What, with whom, when and how people eat and drink is framed through specific food regimes. People incorporate food in deeply embodied ways that become part of their digestive system, gustatory apparatus and habitus. Eating and drinking fundamentally shapes their being in the world on multiple levels – biological, affective, social, ethical. Being natural and cultural, food is at the same time a biological necessity and a powerful social-cultural phenomenon that underpins embodied identities and a sense of community and (non)belonging. Religious traditions play a key role in shaping people’s attitudes to food and eating and drinking practices. This entails the use of food as a medium to relate to god(s) (Eucharist, sacrifices, offerings), food restrictions and taboos, the use of food as a means to establish community, ethical stances with regard to food procurement and preparation, as well as sensations of pleasure or disgust. Even in strongly unchurching societies such as the Netherlands, longstanding Christian food regimes (e.g. fish on Friday, Calvinist ascetism) still have repercussions on eating practices. At the same time, various new health, life style and ethics-driven incentives profile do’s and don’ts with regard to food, at times with missionary zeal.
With increasing religious and cultural plurality, different food regimes co-exist and at times clash with each other. While commotions abound about so-called ritual slaughter and the provision of halal meat, pork as part of school meals, or the non-availability of alcohol in halal restaurants, it is important to note that conflicts about eating and drinking practices reach much further than encounters with Muslims. Wherever people who embrace different food regimes meet, there is potential for tensions. At the same time, sharing food and eating and drinking together may instigate (new) senses of togetherness and sociality. If, as the saying goes, people are what they eat, the question is how they negotiate plural food regimes. Doing so is not merely a matter of personal taste, but also involves legal arrangements, state regulations, institutional policies and cultural or even national sensitivities. Food being a vital matter, a focus on different eating practices and their transformation offers a productive entry point into negotiations of how to coexist in plural environments that involve people with various religious, ethnic and cultural backgrounds.

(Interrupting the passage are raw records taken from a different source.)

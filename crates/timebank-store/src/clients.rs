use crate::store::{conv_err, flag, is_set, parse_ts, ts_text};
use crate::{Store, StoreError};
use chrono::{DateTime, Utc};
use rusqlite::{params, Row};
use timebank_model::{
    parse_warn_threshold_pct, Client, ClientId, ClientName, EmailAddress, Project, ProjectId,
    ProjectName,
};

#[derive(Debug, Clone)]
pub struct NewClient {
    pub name: ClientName,
    pub contact_email: EmailAddress,
    pub warn_threshold_pct: u8,
    pub notify_on_entry: bool,
}

#[derive(Debug, Clone, Default)]
pub struct ClientPatch {
    pub name: Option<ClientName>,
    pub contact_email: Option<EmailAddress>,
    pub warn_threshold_pct: Option<u8>,
    pub notify_on_entry: Option<bool>,
    pub active: Option<bool>,
}

pub(crate) fn client_from_row(row: &Row<'_>) -> rusqlite::Result<Client> {
    let id: String = row.get("id")?;
    let name: String = row.get("name")?;
    let contact_email: String = row.get("contact_email")?;
    let warn_threshold_pct: i64 = row.get("warn_threshold_pct")?;
    let notify_on_entry: i64 = row.get("notify_on_entry")?;
    let active: i64 = row.get("active")?;
    let created_at: String = row.get("created_at")?;
    Ok(Client {
        id: ClientId::parse(&id).map_err(conv_err)?,
        name: ClientName::parse(&name).map_err(conv_err)?,
        contact_email: EmailAddress::parse(&contact_email).map_err(conv_err)?,
        warn_threshold_pct: u8::try_from(warn_threshold_pct).map_err(conv_err)?,
        notify_on_entry: is_set(notify_on_entry),
        active: is_set(active),
        created_at: parse_ts(&created_at).map_err(conv_err)?,
    })
}

fn project_from_row(row: &Row<'_>) -> rusqlite::Result<Project> {
    let id: String = row.get("id")?;
    let client_id: String = row.get("client_id")?;
    let name: String = row.get("name")?;
    let active: i64 = row.get("active")?;
    let created_at: String = row.get("created_at")?;
    Ok(Project {
        id: ProjectId::parse(&id).map_err(conv_err)?,
        client_id: ClientId::parse(&client_id).map_err(conv_err)?,
        name: ProjectName::parse(&name).map_err(conv_err)?,
        active: is_set(active),
        created_at: parse_ts(&created_at).map_err(conv_err)?,
    })
}

const CLIENT_COLUMNS: &str =
    "id, name, contact_email, warn_threshold_pct, notify_on_entry, active, created_at";
const PROJECT_COLUMNS: &str = "id, client_id, name, active, created_at";

impl Store {
    pub fn create_client(&self, new: &NewClient, now: DateTime<Utc>) -> Result<Client, StoreError> {
        let pct = parse_warn_threshold_pct(new.warn_threshold_pct)
            .map_err(|e| StoreError::validation(e.0))?;
        let client = Client {
            id: ClientId::new(),
            name: new.name.clone(),
            contact_email: new.contact_email.clone(),
            warn_threshold_pct: pct,
            notify_on_entry: new.notify_on_entry,
            active: true,
            created_at: now,
        };
        let conn = self.lock()?;
        conn.execute(
            "INSERT INTO clients (id, name, contact_email, warn_threshold_pct, notify_on_entry, active, created_at)
             VALUES (?1, ?2, ?3, ?4, ?5, 1, ?6)",
            params![
                client.id.to_string(),
                client.name.as_str(),
                client.contact_email.as_str(),
                i64::from(pct),
                flag(client.notify_on_entry),
                ts_text(now),
            ],
        )?;
        Ok(client)
    }

    pub fn get_client(&self, id: &ClientId) -> Result<Client, StoreError> {
        let conn = self.lock()?;
        let sql = format!("SELECT {CLIENT_COLUMNS} FROM clients WHERE id = ?1");
        let mut stmt = conn.prepare(&sql)?;
        let mut rows = stmt.query([id.to_string()])?;
        match rows.next()? {
            Some(row) => Ok(client_from_row(row)?),
            None => Err(StoreError::not_found(format!("client {id} not found"))),
        }
    }

    pub fn list_clients(&self, include_inactive: bool, limit: u32) -> Result<Vec<Client>, StoreError> {
        let conn = self.lock()?;
        let sql = if include_inactive {
            format!("SELECT {CLIENT_COLUMNS} FROM clients ORDER BY name, id LIMIT ?1")
        } else {
            format!(
                "SELECT {CLIENT_COLUMNS} FROM clients WHERE active = 1 ORDER BY name, id LIMIT ?1"
            )
        };
        let mut stmt = conn.prepare(&sql)?;
        let rows = stmt.query_map([i64::from(limit)], client_from_row)?;
        let mut clients = Vec::new();
        for row in rows {
            clients.push(row?);
        }
        Ok(clients)
    }

    pub fn update_client(&self, id: &ClientId, patch: &ClientPatch) -> Result<Client, StoreError> {
        let current = self.get_client(id)?;
        let pct = match patch.warn_threshold_pct {
            Some(p) => parse_warn_threshold_pct(p).map_err(|e| StoreError::validation(e.0))?,
            None => current.warn_threshold_pct,
        };
        let conn = self.lock()?;
        conn.execute(
            "UPDATE clients
             SET name = ?1, contact_email = ?2, warn_threshold_pct = ?3, notify_on_entry = ?4, active = ?5
             WHERE id = ?6",
            params![
                patch.name.as_ref().unwrap_or(&current.name).as_str(),
                patch
                    .contact_email
                    .as_ref()
                    .unwrap_or(&current.contact_email)
                    .as_str(),
                i64::from(pct),
                flag(patch.notify_on_entry.unwrap_or(current.notify_on_entry)),
                flag(patch.active.unwrap_or(current.active)),
                id.to_string(),
            ],
        )?;
        drop(conn);
        self.get_client(id)
    }

    /// Soft delete. History under the client stays queryable.
    pub fn deactivate_client(&self, id: &ClientId) -> Result<(), StoreError> {
        let patch = ClientPatch {
            active: Some(false),
            ..ClientPatch::default()
        };
        self.update_client(id, &patch).map(|_| ())
    }

    pub fn create_project(
        &self,
        client_id: &ClientId,
        name: &ProjectName,
        now: DateTime<Utc>,
    ) -> Result<Project, StoreError> {
        // Reject new projects under a deactivated client.
        let client = self.get_client(client_id)?;
        if !client.active {
            return Err(StoreError::validation(format!(
                "client {client_id} is inactive"
            )));
        }
        let project = Project {
            id: ProjectId::new(),
            client_id: *client_id,
            name: name.clone(),
            active: true,
            created_at: now,
        };
        let conn = self.lock()?;
        conn.execute(
            "INSERT INTO projects (id, client_id, name, active, created_at)
             VALUES (?1, ?2, ?3, 1, ?4)",
            params![
                project.id.to_string(),
                client_id.to_string(),
                name.as_str(),
                ts_text(now),
            ],
        )?;
        Ok(project)
    }

    pub fn get_project(&self, id: &ProjectId) -> Result<Project, StoreError> {
        let conn = self.lock()?;
        let sql = format!("SELECT {PROJECT_COLUMNS} FROM projects WHERE id = ?1");
        let mut stmt = conn.prepare(&sql)?;
        let mut rows = stmt.query([id.to_string()])?;
        match rows.next()? {
            Some(row) => Ok(project_from_row(row)?),
            None => Err(StoreError::not_found(format!("project {id} not found"))),
        }
    }

    pub fn list_projects(
        &self,
        client: Option<&ClientId>,
        include_inactive: bool,
        limit: u32,
    ) -> Result<Vec<Project>, StoreError> {
        let conn = self.lock()?;
        let mut sql = format!("SELECT {PROJECT_COLUMNS} FROM projects");
        let mut clauses: Vec<String> = Vec::new();
        let mut params_vec: Vec<rusqlite::types::Value> = Vec::new();
        if let Some(client_id) = client {
            clauses.push("client_id = ?".to_string());
            params_vec.push(client_id.to_string().into());
        }
        if !include_inactive {
            clauses.push("active = 1".to_string());
        }
        if !clauses.is_empty() {
            sql.push_str(" WHERE ");
            sql.push_str(&clauses.join(" AND "));
        }
        sql.push_str(" ORDER BY name, id LIMIT ?");
        params_vec.push(i64::from(limit).into());

        let mut stmt = conn.prepare(&sql)?;
        let rows = stmt.query_map(rusqlite::params_from_iter(params_vec), project_from_row)?;
        let mut projects = Vec::new();
        for row in rows {
            projects.push(row?);
        }
        Ok(projects)
    }

    pub fn update_project(
        &self,
        id: &ProjectId,
        name: Option<&ProjectName>,
        active: Option<bool>,
    ) -> Result<Project, StoreError> {
        let current = self.get_project(id)?;
        let conn = self.lock()?;
        conn.execute(
            "UPDATE projects SET name = ?1, active = ?2 WHERE id = ?3",
            params![
                name.unwrap_or(&current.name).as_str(),
                flag(active.unwrap_or(current.active)),
                id.to_string(),
            ],
        )?;
        drop(conn);
        self.get_project(id)
    }

    pub fn deactivate_project(&self, id: &ProjectId) -> Result<(), StoreError> {
        self.update_project(id, None, Some(false)).map(|_| ())
    }
}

We kicked off this new theme in the “Religious Matters” programme during a workshop held at the Royal Netherlands Institute in Rome (8-10 May 2019). For more information about the presentations, click here. This theme will form a major focus of our research over the next two years. Its prime aim is to chart the stakes involved in the conflicting co-existence of diverse religious eating and drinking practices and embodied attitudes towards food in plural environments. The idea is to focus on tensions and negotiations around matters of food on and between multiple levels, including families, neighbourhoods, religious and life style communities, companies, institutions (schools, hospitals). Rashida Adum Atta, Manpreet Janeja, Margreet van Es, Nina ter Laan and, to some extent Pooyan Tamimi Arab, will focus on the religion-food nexus in their respective research projects. We will also organize a number of joint workshops and events, and work towards an edited volume.